[governance] Is really Bulgarian Cyrillic .бг (.bg) similar to other Latin ccTLDs?

Daniel Kalchev daniel at digsys.bg
Wed Nov 9 03:17:55 EST 2011



On 07.11.11 20:03, Tina Dam wrote:
> Here it is in PDF. I was trying to show that by avoiding ASCII at
> second level does not mean that we get rid of confusion - as per
> Adam's suggestion.
>
> Tina

This is indeed true, however it brings few more questions:

1. If there is no way to avoid confusion, why is ICANN so obsessed to 
claim that .бг is indeed confusable, while it is not? It is apparently 
not confusable on its own standing, even less confusable attached to a 
second or third level string. (I have more to say on this, but it be too 
long and I am not sure I want to become an 'confusability' expert)

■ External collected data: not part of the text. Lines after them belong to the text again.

use crate::config::NormalizerLimits;
use crate::errors::NormalizeError;
use crate::models::content::Content;
use crate::models::payload::{ImagePart, ModelContent, MultimodalContent};

/// Upper bound on a `describe` summary, ellipsis included
const SUMMARY_MAX_CHARS: usize = 100;

/// Text sent in place of a caption when an image-bearing message has none
pub const DEFAULT_IMAGE_PROMPT: &str = "Please analyze these images.";

/// Validates submitted content blocks and converts them into the linear
/// shapes needed for persistence and for a model call. Pure input to output;
/// holds nothing but its limits.
#[derive(Debug, Clone, Default)]
pub struct Normalizer {
    limits: NormalizerLimits,
}

impl Normalizer {
    pub fn new(limits: NormalizerLimits) -> Self {
        Normalizer { limits }
    }

    /// Check every block structurally, then the aggregate limits.
    ///
    /// Structural problems (empty text, incomplete or mistyped media) fail
    /// immediately during the scan. Aggregate limits are only checked after
    /// the whole list scanned cleanly, with strict greater-than comparisons,
    /// so a list sitting exactly at a limit is accepted.
    pub fn validate(&self, blocks: &[Content]) -> Result<(), NormalizeError> {
        if blocks.is_empty() {
            return Err(NormalizeError::EmptyContent);
        }

        let mut text_len = 0usize;
        let mut images = 0usize;
        let mut videos = 0usize;
        let mut files = 0usize;

        for block in blocks {
            match block {
                Content::Text(text) => {
                    if text.text.trim().is_empty() {
                        return Err(NormalizeError::EmptyText);
                    }
                    text_len += text.text.chars().count();
                }
                Content::Image(media) => {
                    if media.data.is_empty() || media.mime_type.is_empty() {
                        return Err(NormalizeError::IncompleteMedia {
                            kind: block.kind().to_string(),
                        });
                    }
                    if !media.mime_type.starts_with("image/") {
                        return Err(NormalizeError::InvalidImageFormat {
                            mime_type: media.mime_type.clone(),
                        });
                    }
                    images += 1;
                }
                Content::Video(media) => {
                    if media.data.is_empty() || media.mime_type.is_empty() {
                        return Err(NormalizeError::IncompleteMedia {
                            kind: block.kind().to_string(),
                        });
                    }
                    if !media.mime_type.starts_with("video/") {
                        return Err(NormalizeError::InvalidVideoFormat {
                            mime_type: media.mime_type.clone(),
                        });
                    }
                    videos += 1;
                }
                Content::File(media) => {
                    if media.data.is_empty() || media.mime_type.is_empty() {
                        return Err(NormalizeError::IncompleteMedia {
                            kind: block.kind().to_string(),
                        });
                    }
                    files += 1;
                }
            }
        }

        if text_len > self.limits.max_total_text_len {
            return Err(NormalizeError::TextTooLong {
                length: text_len,
                limit: self.limits.max_total_text_len,
            });
        }
        if images > self.limits.max_images {
            return Err(NormalizeError::TooManyImages {
                count: images,
                limit: self.limits.max_images,
            });
        }
        if videos > self.limits.max_videos {
            return Err(NormalizeError::TooManyVideos {
                count: videos,
                limit: self.limits.max_videos,
            });
        }
        if files > self.limits.max_files {
            return Err(NormalizeError::TooManyFiles {
                count: files,
                limit: self.limits.max_files,
            });
        }

        Ok(())
    }

    /// Bounded human-readable summary for logging: the text content followed
    /// by counts of the non-text kinds, e.g. `look at this [2 images]`.
    /// Capped at 100 characters. Observability only.
    pub fn describe(&self, blocks: &[Content]) -> String {
        let mut texts: Vec<&str> = Vec::new();
        let mut images = 0usize;
        let mut videos = 0usize;
        let mut files = 0usize;

        for block in blocks {
            match block {
                Content::Text(text) => texts.push(text.text.trim()),
                Content::Image(_) => images += 1,
                Content::Video(_) => videos += 1,
                Content::File(_) => files += 1,
            }
        }

        let mut counts = Vec::new();
        if images > 0 {
            counts.push(format!("{} images", images));
        }
        if videos > 0 {
            counts.push(format!("{} videos", videos));
        }
        if files > 0 {
            counts.push(format!("{} files", files));
        }

        let mut summary = texts.join(" ");
        if !counts.is_empty() {
            if !summary.is_empty() {
                summary.push(' ');
            }
            summary.push('[');
            summary.push_str(&counts.join(", "));
            summary.push(']');
        }

        if summary.chars().count() > SUMMARY_MAX_CHARS {
            let truncated: String = summary.chars().take(SUMMARY_MAX_CHARS - 3).collect();
            format!("{}...", truncated)
        } else {
            summary
        }
    }

    /// Convert blocks into the shape the model backend expects: all text
    /// joined with newlines, each image as an inline data URI. With no images
    /// the payload stays plain text; with images and no text a fixed default
    /// prompt stands in for the caption.
    ///
    /// Video and file blocks pass validation but are not forwarded — the
    /// model payload currently carries text and images only.
    pub fn to_model_payload(&self, blocks: &[Content]) -> ModelContent {
        let mut texts: Vec<&str> = Vec::new();
        let mut images: Vec<ImagePart> = Vec::new();

        for block in blocks {
            match block {
                Content::Text(text) => texts.push(&text.text),
                Content::Image(media) => images.push(ImagePart {
                    url: format!("data:{};base64,{}", media.mime_type, media.data),
                }),
                Content::Video(_) | Content::File(_) => {}
            }
        }

        let text = texts.join("\n");
        if images.is_empty() {
            ModelContent::Text(text)
        } else {
            ModelContent::Multimodal(MultimodalContent {
                text: if text.is_empty() {
                    DEFAULT_IMAGE_PROMPT.to_string()
                } else {
                    text
                },
                images,
            })
        }
    }
}

#[cfg(test)]
mod tests {
    use super::*;
    use crate::models::content::MediaContent;

    fn normalizer() -> Normalizer {
        Normalizer::new(NormalizerLimits::default())
    }

    #[test]
    fn test_validate_accepts_well_formed_blocks() {
        let blocks = vec![
            Content::text("hello"),
            Content::image("QQ==", "image/png"),
            Content::video("QQ==", "video/mp4"),
            Content::file("QQ==", "application/pdf"),
        ];
        assert!(normalizer().validate(&blocks).is_ok());
    }

    #[test]
    fn test_validate_rejects_empty_list() {
        assert_eq!(
            normalizer().validate(&[]),
            Err(NormalizeError::EmptyContent)
        );
    }

    #[test]
    fn test_validate_rejects_whitespace_text() {
        let blocks = vec![Content::text("   \n\t")];
        assert_eq!(
            normalizer().validate(&blocks),
            Err(NormalizeError::EmptyText)
        );
    }

    #[test]
    fn test_validate_rejects_incomplete_media() {
        let blocks = vec![Content::image("", "image/png")];
        assert_eq!(
            normalizer().validate(&blocks),
            Err(NormalizeError::IncompleteMedia {
                kind: "image".to_string()
            })
        );

        let blocks = vec![Content::file("QQ==", "")];
        assert_eq!(
            normalizer().validate(&blocks),
            Err(NormalizeError::IncompleteMedia {
                kind: "file".to_string()
            })
        );
    }

    #[test]
    fn test_validate_rejects_mistyped_image() {
        let blocks = vec![Content::image("QQ==", "video/mp4")];
        assert_eq!(
            normalizer().validate(&blocks),
            Err(NormalizeError::InvalidImageFormat {
                mime_type: "video/mp4".to_string()
            })
        );
    }

    #[test]
    fn test_validate_rejects_mistyped_video() {
        let blocks = vec![Content::video("QQ==", "image/png")];
        assert_eq!(
            normalizer().validate(&blocks),
            Err(NormalizeError::InvalidVideoFormat {
                mime_type: "image/png".to_string()
            })
        );
    }

    #[test]
    fn test_validate_text_length_is_aggregate_and_exact() {
        // 2000 + 2000 characters sits exactly at the limit
        let blocks = vec![
            Content::text("a".repeat(2000)),
            Content::text("b".repeat(2000)),
        ];
        assert!(normalizer().validate(&blocks).is_ok());

        let blocks = vec![
            Content::text("a".repeat(2000)),
            Content::text("b".repeat(2001)),
        ];
        assert_eq!(
            normalizer().validate(&blocks),
            Err(NormalizeError::TextTooLong {
                length: 4001,
                limit: 4000
            })
        );
    }

    #[test]
    fn test_validate_text_too_long_wins_over_other_counts() {
        // Text over the limit reports TextTooLong even with too many images
        let mut blocks = vec![Content::text("a".repeat(4001))];
        for _ in 0..11 {
            blocks.push(Content::image("QQ==", "image/png"));
        }
        assert!(matches!(
            normalizer().validate(&blocks),
            Err(NormalizeError::TextTooLong { .. })
        ));
    }

    #[test]
    fn test_validate_media_count_limits_are_exact() {
        let at_limit: Vec<Content> = (0..10).map(|_| Content::image("QQ==", "image/png")).collect();
        assert!(normalizer().validate(&at_limit).is_ok());

        let over: Vec<Content> = (0..11).map(|_| Content::image("QQ==", "image/png")).collect();
        assert_eq!(
            normalizer().validate(&over),
            Err(NormalizeError::TooManyImages {
                count: 11,
                limit: 10
            })
        );

        let over: Vec<Content> = (0..4).map(|_| Content::video("QQ==", "video/mp4")).collect();
        assert_eq!(
            normalizer().validate(&over),
            Err(NormalizeError::TooManyVideos { count: 4, limit: 3 })
        );

        let over: Vec<Content> = (0..6)
            .map(|_| Content::file("QQ==", "application/pdf"))
            .collect();
        assert_eq!(
            normalizer().validate(&over),
            Err(NormalizeError::TooManyFiles { count: 6, limit: 5 })
        );
    }

    #[test]
    fn test_validate_structural_error_precedes_aggregate_check() {
        // A malformed block later in the list short-circuits before the
        // aggregate text limit is ever considered
        let blocks = vec![
            Content::text("a".repeat(5000)),
            Content::image("QQ==", "text/plain"),
        ];
        assert!(matches!(
            normalizer().validate(&blocks),
            Err(NormalizeError::InvalidImageFormat { .. })
        ));
    }

    #[test]
    fn test_validate_custom_limits() {
        let tight = Normalizer::new(NormalizerLimits {
            max_total_text_len: 5,
            max_images: 1,
            max_videos: 0,
            max_files: 0,
        });

        assert!(tight.validate(&[Content::text("12345")]).is_ok());
        assert!(matches!(
            tight.validate(&[Content::text("123456")]),
            Err(NormalizeError::TextTooLong { .. })
        ));
        assert!(matches!(
            tight.validate(&[Content::video("QQ==", "video/mp4")]),
            Err(NormalizeError::TooManyVideos { .. })
        ));
    }

    #[test]
    fn test_describe_counts_and_omits_zeroes() {
        let blocks = vec![
            Content::text("look at this"),
            Content::image("QQ==", "image/png"),
            Content::image("QQ==", "image/jpeg"),
            Content::file("QQ==", "application/pdf"),
        ];
        assert_eq!(
            normalizer().describe(&blocks),
            "look at this [2 images, 1 files]"
        );
    }

    #[test]
    fn test_describe_media_only() {
        let blocks = vec![Content::video("QQ==", "video/mp4")];
        assert_eq!(normalizer().describe(&blocks), "[1 videos]");
    }

    #[test]
    fn test_describe_truncates_at_100_chars() {
        let blocks = vec![Content::text("x".repeat(300))];
        let summary = normalizer().describe(&blocks);
        assert_eq!(summary.chars().count(), 100);
        assert!(summary.ends_with("..."));
    }

    #[test]
    fn test_payload_plain_text() {
        let payload = normalizer().to_model_payload(&[Content::text("hi")]);
        assert_eq!(payload, ModelContent::Text("hi".to_string()));
    }

    #[test]
    fn test_payload_joins_text_blocks_with_newlines() {
        let payload =
            normalizer().to_model_payload(&[Content::text("one"), Content::text("two")]);
        assert_eq!(payload, ModelContent::Text("one\ntwo".to_string()));
    }

    #[test]
    fn test_payload_with_image_builds_data_uri() {
        let blocks = vec![Content::text("look"), Content::image("QQ==", "image/png")];
        let payload = normalizer().to_model_payload(&blocks);

        match payload {
            ModelContent::Multimodal(multimodal) => {
                assert_eq!(multimodal.text, "look");
                assert_eq!(multimodal.images.len(), 1);
                assert_eq!(multimodal.images[0].url, "data:image/png;base64,QQ==");
            }
            other => panic!("expected multimodal payload, got {:?}", other),
        }
    }

    #[test]
    fn test_payload_images_without_text_use_default_prompt() {
        let blocks = vec![Content::image("QQ==", "image/png")];
        let payload = normalizer().to_model_payload(&blocks);
        assert_eq!(payload.text(), DEFAULT_IMAGE_PROMPT);
    }

    #[test]
    fn test_payload_drops_video_and_file_blocks() {
        let blocks = vec![
            Content::text("report"),
            Content::video("QQ==", "video/mp4"),
            Content::file("QQ==", "application/pdf"),
        ];
        let payload = normalizer().to_model_payload(&blocks);
        assert_eq!(payload, ModelContent::Text("report".to_string()));
    }

    #[test]
    fn test_payload_is_deterministic() {
        let blocks = vec![
            Content::text("look"),
            Content::Image(MediaContent {
                data: "QQ==".to_string(),
                mime_type: "image/png".to_string(),
                metadata: None,
            }),
        ];
        let n = normalizer();
        assert!(n.validate(&blocks).is_ok());
        let first = n.to_model_payload(&blocks);
        assert!(n.validate(&blocks).is_ok());
        let second = n.to_model_payload(&blocks);
        assert_eq!(first, second);
    }
}
use std::sync::Arc;

use parlance::chat::ChatService;
use parlance::store::MessageStore;
use tokio::sync::broadcast;

use crate::routes::ws::ThreadEvent;

/// Capacity of the in-process event bus feeding WebSocket clients
const EVENT_BUS_CAPACITY: usize = 128;

/// Shared application state
#[derive(Clone)]
pub struct AppState {
    pub chat: Arc<ChatService>,
    pub store: Arc<dyn MessageStore>,
    pub events: broadcast::Sender<ThreadEvent>,
    pub api_token: Option<String>,
}

impl AppState {
    pub fn new(
        chat: ChatService,
        store: Arc<dyn MessageStore>,
        api_token: Option<String>,
    ) -> Self {
        let (events, _) = broadcast::channel(EVENT_BUS_CAPACITY);
        Self {
            chat: Arc::new(chat),
            store,
            events,
            api_token,
        }
    }
}
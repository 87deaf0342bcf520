use anyhow::Result;
use async_trait::async_trait;
use serde::{Deserialize, Serialize};

use crate::models::payload::PromptMessage;

#[derive(Debug, Clone, Default, Serialize, Deserialize)]
pub struct Usage {
    pub input_tokens: Option<i32>,
    pub output_tokens: Option<i32>,
    pub total_tokens: Option<i32>,
}

impl Usage {
    pub fn new(
        input_tokens: Option<i32>,
        output_tokens: Option<i32>,
        total_tokens: Option<i32>,
    ) -> Self {
        Self {
            input_tokens,
            output_tokens,
            total_tokens,
        }
    }
}

/// Base trait for chat model backends (OpenAI, etc)
#[async_trait]
pub trait Provider: Send + Sync {
    /// Submit the ordered prompt sequence and return the assistant's reply
    /// text. Errors propagate unchanged; retry policy belongs to callers.
    async fn complete(&self, messages: &[PromptMessage]) -> Result<(String, Usage)>;
}

#[cfg(test)]
mod tests {
    use super::*;
    use serde_json::json;

    #[test]
    fn test_usage_creation() {
        let usage = Usage::new(Some(10), Some(20), Some(30));
        assert_eq!(usage.input_tokens, Some(10));
        assert_eq!(usage.output_tokens, Some(20));
        assert_eq!(usage.total_tokens, Some(30));
    }

    #[test]
    fn test_usage_serialization() -> Result<()> {
        let usage = Usage::new(Some(10), Some(20), Some(30));
        let serialized = serde_json::to_string(&usage)?;
        let deserialized: Usage = serde_json::from_str(&serialized)?;

        assert_eq!(usage.input_tokens, deserialized.input_tokens);
        assert_eq!(usage.output_tokens, deserialized.output_tokens);
        assert_eq!(usage.total_tokens, deserialized.total_tokens);

        let json_value: serde_json::Value = serde_json::from_str(&serialized)?;
        assert_eq!(json_value["input_tokens"], json!(10));
        assert_eq!(json_value["output_tokens"], json!(20));
        assert_eq!(json_value["total_tokens"], json!(30));

        Ok(())
    }
}
use serde::{Deserialize, Serialize};

use super::role::Role;

/// One inline image reference inside a multimodal payload, carried as a
/// `data:<mime>;base64,<payload>` URI.
#[derive(Debug, Clone, PartialEq, Serialize, Deserialize)]
pub struct ImagePart {
    pub url: String,
}

#[derive(Debug, Clone, PartialEq, Serialize, Deserialize)]
pub struct MultimodalContent {
    pub text: String,
    pub images: Vec<ImagePart>,
}

/// The model-ready representation of a message's content: plain text, or text
/// plus inline images. Built fresh per call, never persisted.
#[derive(Debug, Clone, PartialEq, Serialize, Deserialize)]
#[serde(untagged)]
pub enum ModelContent {
    Text(String),
    Multimodal(MultimodalContent),
}

impl ModelContent {
    /// The textual part of the payload regardless of shape
    pub fn text(&self) -> &str {
        match self {
            ModelContent::Text(text) => text,
            ModelContent::Multimodal(payload) => &payload.text,
        }
    }

    pub fn images(&self) -> &[ImagePart] {
        match self {
            ModelContent::Text(_) => &[],
            ModelContent::Multimodal(payload) => &payload.images,
        }
    }
}

/// One element of the ordered sequence submitted to the model
#[derive(Debug, Clone, PartialEq, Serialize, Deserialize)]
pub struct PromptMessage {
    pub role: Role,
    pub content: ModelContent,
}

impl PromptMessage {
    pub fn system<S: Into<String>>(text: S) -> Self {
        PromptMessage {
            role: Role::System,
            content: ModelContent::Text(text.into()),
        }
    }

    pub fn user(content: ModelContent) -> Self {
        PromptMessage {
            role: Role::User,
            content,
        }
    }

    pub fn assistant(content: ModelContent) -> Self {
        PromptMessage {
            role: Role::Assistant,
            content,
        }
    }
}
use chrono::Utc;
use serde::{Deserialize, Serialize};
use uuid::Uuid;

use crate::assemble::HistoryAssembler;
use crate::config::ChatConfig;
use crate::errors::{ChatError, NormalizeError};
use crate::models::content::Content;
use crate::models::message::Message;
use crate::normalize::Normalizer;
use crate::providers::base::Provider;

/// The assistant's reply to one conversation turn
#[derive(Debug, Clone, PartialEq, Serialize, Deserialize)]
pub struct ChatReply {
    pub id: String,
    pub content: String,
    pub created: i64,
}

/// Runs conversation turns: validate the submitted blocks, assemble the
/// prompt sequence, invoke the model, map the reply. Stateless per call; the
/// provider invocation is the only suspension point.
pub struct ChatService {
    provider: Box<dyn Provider + Send + Sync>,
    normalizer: Normalizer,
    assembler: HistoryAssembler,
}

impl ChatService {
    pub fn new(provider: Box<dyn Provider + Send + Sync>, config: ChatConfig) -> Self {
        let normalizer = Normalizer::new(config.limits);
        let assembler = HistoryAssembler::new(normalizer.clone(), config.profile, config.persona);
        Self {
            provider,
            normalizer,
            assembler,
        }
    }

    /// Validate content without running a turn. Lets callers reject bad
    /// input before persisting anything.
    pub fn validate(&self, content: &[Content]) -> Result<(), NormalizeError> {
        self.normalizer.validate(content)
    }

    /// Single-turn exchange with no prior history
    pub async fn chat(&self, new_content: &[Content]) -> Result<ChatReply, ChatError> {
        self.chat_with_history(new_content, &[]).await
    }

    /// Multi-turn exchange. Validation precedes assembly; either the whole
    /// turn is assembled and submitted or it fails before any model call.
    pub async fn chat_with_history(
        &self,
        new_content: &[Content],
        history: &[Message],
    ) -> Result<ChatReply, ChatError> {
        tracing::debug!(
            summary = %self.normalizer.describe(new_content),
            history_len = history.len(),
            "starting chat turn"
        );

        let sequence = self.assembler.assemble(new_content, history)?;
        let (text, usage) = self
            .provider
            .complete(&sequence)
            .await
            .map_err(ChatError::ModelInvocation)?;

        tracing::debug!(
            input_tokens = ?usage.input_tokens,
            output_tokens = ?usage.output_tokens,
            "chat turn complete"
        );

        Ok(ChatReply {
            id: Uuid::new_v4().to_string(),
            content: text,
            created: Utc::now().timestamp(),
        })
    }
}
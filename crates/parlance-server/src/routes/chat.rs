use axum::{
    extract::State,
    http::StatusCode,
    response::{IntoResponse, Response},
    routing::post,
    Json, Router,
};
use parlance::models::content::Content;
use parlance::models::message::Message;
use serde::Deserialize;

use super::chat_error_response;
use crate::state::AppState;

// Types matching the incoming JSON structure
#[derive(Debug, Deserialize)]
struct ChatRequest {
    message: Vec<Content>,
}

#[derive(Debug, Deserialize)]
struct ChatWithHistoryRequest {
    message: Vec<Content>,
    #[serde(default)]
    history: Vec<Message>,
}

// Single-turn exchange without any prior context
async fn chat_handler(
    State(state): State<AppState>,
    Json(request): Json<ChatRequest>,
) -> Response {
    match state.chat.chat(&request.message).await {
        Ok(reply) => (StatusCode::OK, Json(reply)).into_response(),
        Err(err) => chat_error_response(err),
    }
}

// Multi-turn exchange; the client supplies the history it wants replayed
async fn chat_with_history_handler(
    State(state): State<AppState>,
    Json(request): Json<ChatWithHistoryRequest>,
) -> Response {
    match state
        .chat
        .chat_with_history(&request.message, &request.history)
        .await
    {
        Ok(reply) => (StatusCode::OK, Json(reply)).into_response(),
        Err(err) => chat_error_response(err),
    }
}

// Configure routes for this module
pub fn routes(state: AppState) -> Router {
    Router::new()
        .route("/chat", post(chat_handler))
        .route("/chat/history", post(chat_with_history_handler))
        .with_state(state)
}
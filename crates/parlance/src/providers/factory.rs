use anyhow::Result;

use super::{base::Provider, configs::ProviderConfig, openai::OpenAiProvider};

pub fn get_provider(config: ProviderConfig) -> Result<Box<dyn Provider + Send + Sync>> {
    match config {
        ProviderConfig::OpenAi(openai_config) => Ok(Box::new(OpenAiProvider::new(openai_config)?)),
    }
}
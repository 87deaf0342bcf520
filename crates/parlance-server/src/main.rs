mod configuration;
mod error;
mod routes;
mod state;

use std::sync::Arc;

use parlance::chat::ChatService;
use parlance::providers::factory;
use parlance::store::memory::MemoryStore;
use tower_http::cors::{Any, CorsLayer};
use tracing::info;

use crate::configuration::Settings;
use crate::state::AppState;

#[tokio::main]
async fn main() -> anyhow::Result<()> {
    // Initialize tracing for logging
    tracing_subscriber::fmt::init();

    let settings = Settings::new()?;
    let addr = settings.server.socket_addr();
    let api_token = settings.server.api_token.clone();

    let provider = factory::get_provider(settings.provider.into_config())?;
    let chat = ChatService::new(provider, settings.chat.into_config());
    let state = AppState::new(chat, Arc::new(MemoryStore::new()), api_token);

    // Create router with CORS support
    let cors = CorsLayer::new()
        .allow_origin(Any)
        .allow_methods(Any)
        .allow_headers(Any);

    let app = routes::configure(state).layer(cors);

    let listener = tokio::net::TcpListener::bind(addr).await?;
    info!("listening on {}", listener.local_addr()?);
    axum::serve(listener, app).await?;

    Ok(())
}
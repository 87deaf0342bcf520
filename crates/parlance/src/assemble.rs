use crate::config::HistoryProfile;
use crate::errors::NormalizeError;
use crate::models::content::Content;
use crate::models::message::Message;
use crate::models::payload::{ModelContent, PromptMessage};
use crate::models::role::Role;
use crate::normalize::Normalizer;

/// Builds the ordered message sequence for a multi-turn model call: persona
/// first, then a bounded window of prior turns, then the new user turn.
/// Stateless; one invocation per conversation turn.
#[derive(Debug, Clone)]
pub struct HistoryAssembler {
    normalizer: Normalizer,
    profile: HistoryProfile,
    persona: String,
}

impl HistoryAssembler {
    pub fn new<S: Into<String>>(normalizer: Normalizer, profile: HistoryProfile, persona: S) -> Self {
        HistoryAssembler {
            normalizer,
            profile,
            persona: persona.into(),
        }
    }

    /// Validate the new content, then build the prompt sequence.
    ///
    /// Only the trailing `window` entries of `history` are replayed, in their
    /// original order. User entries keep their full model payload; assistant
    /// entries are reduced to their text (assistants never produce media
    /// here) and skipped entirely when that text is empty. Other roles are
    /// ignored — the persona already occupies the system slot. `history` is
    /// never mutated.
    pub fn assemble(
        &self,
        new_content: &[Content],
        history: &[Message],
    ) -> Result<Vec<PromptMessage>, NormalizeError> {
        self.normalizer.validate(new_content)?;

        let window_start = history.len().saturating_sub(self.profile.window);
        let mut sequence = Vec::with_capacity(history.len() - window_start + 2);
        sequence.push(PromptMessage::system(self.persona.clone()));

        for message in &history[window_start..] {
            match message.role {
                Role::User => {
                    sequence.push(PromptMessage::user(
                        self.normalizer.to_model_payload(&message.content),
                    ));
                }
                Role::Assistant => {
                    let text: Vec<&str> =
                        message.content.iter().filter_map(|c| c.as_text()).collect();
                    let text = text.join("\n");
                    if !text.is_empty() {
                        sequence.push(PromptMessage::assistant(ModelContent::Text(text)));
                    }
                }
                Role::System => {}
            }
        }

        sequence.push(PromptMessage::user(
            self.normalizer.to_model_payload(new_content),
        ));

        Ok(sequence)
    }
}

2. How come then ICANN is going to accept the ad-hoc working group 
recommendation to permit the Cyrillic (Bulgarian) and Greek versions of 
.EU where "we found out that these strings are really confusable, even 
if with their own versions, but because EURID promised they will 
register only Cyrillic under the Cyrillic version and only Greek under 
the Greek version, we are going to accept it". This, from memory from 
the last Dakar meeting.

Tina, while you are not in charge of the second recommendation, you 
certainly was in charge in the first.

Thing is, confusion exist for humans always. Some humans are easier 
confused than others, there is even medical terminology on this subject. 
But.. thing is, human confusion is not the business of ICANN as it is 
not their business to decide what is a country and what is not.
Before you say ICANN has a mission to avoid threats to stability and 
security of internet:
1. The .бг case (as I already cited) has clear opinion of the security 
panel that it will not lead to problems for the stability and security 
of the Internet.
2. I am fine with exact and obvious matches, for ALL involved 
characters. That is, a TLD consisting of Cyrillic or Greek characters 
that exactly match Latin (ASCII) characters should not be permitted. 
Such as (in Cyrillic) а, о, е, р, м, т (funny enough, this character was 
never considered a problem by ICANN until I brought it up in the 
Cyrillic VIP working group).

By the way, you speculate a bit about "Latin". It is ASCII, an alphabet, 
based on Latin, that is used for the original TLD names and therefore it 
is ASCII and not Latin that has to have "priority" if any.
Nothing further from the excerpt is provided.